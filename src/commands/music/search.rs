use super::*;
use crate::commands::music::utils::button_controls::{
    SEARCH_SELECT_PREFIX, picked_tracks, search_select, selected_values,
};
use serenity::all::{ComponentInteractionCollector, CreateInteractionResponse};
use std::time::Duration;

const PICK_TIMEOUT: Duration = Duration::from_secs(120);

/// Search for a song and pick the results to queue.
#[poise::command(slash_command, prefix_command, guild_only, category = "Music")]
pub async fn search(
    ctx: Context<'_>,
    #[description = "Search query"]
    #[rest]
    query: String,
) -> CommandResult {
    ctx.defer().await?;
    let context = request_context(ctx)?;
    let music = &ctx.data().music;
    let limit = music.settings().search_limit;

    let tracks = match music.search(query.trim(), SearchMode::Interactive(limit)).await {
        Ok(tracks) => tracks,
        Err(err) => return reply_error(ctx, "Search", &err).await,
    };

    let select_id = format!("{}_{}", SEARCH_SELECT_PREFIX, ctx.id());
    let Some(menu) = search_select(&select_id, &tracks) else {
        let embed = embedded_messages::error(
            context.user_id,
            "Search",
            "Could not find the song(s) ... Try other keywords.",
        );
        return send_reply(ctx, CreateReply::default().embed(embed)).await;
    };

    send_reply(
        ctx,
        CreateReply::default()
            .embed(embedded_messages::search_results(context.user_id, &tracks))
            .components(vec![menu]),
    )
    .await?;

    let Some(interaction) = ComponentInteractionCollector::new(ctx)
        .author_id(context.user_id)
        .filter(move |interaction| interaction.data.custom_id == select_id)
        .timeout(PICK_TIMEOUT)
        .await
    else {
        debug!("Search selection of {} timed out", context.user_name);
        return Ok(());
    };

    interaction
        .create_response(ctx.http(), CreateInteractionResponse::Acknowledge)
        .await?;

    let picked = picked_tracks(&tracks, selected_values(&interaction));
    if picked.is_empty() {
        return Ok(());
    }

    let session = music.session(context.guild_id);
    enqueue_tracks(ctx, &session, context, picked).await
}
◆ ◆ ◆ ◆
Reproduce each line in the listing above that mentions the string "limit".

    let limit = music.settings().search_limit;
    let tracks = match music.search(query.trim(), SearchMode::Interactive(limit)).await {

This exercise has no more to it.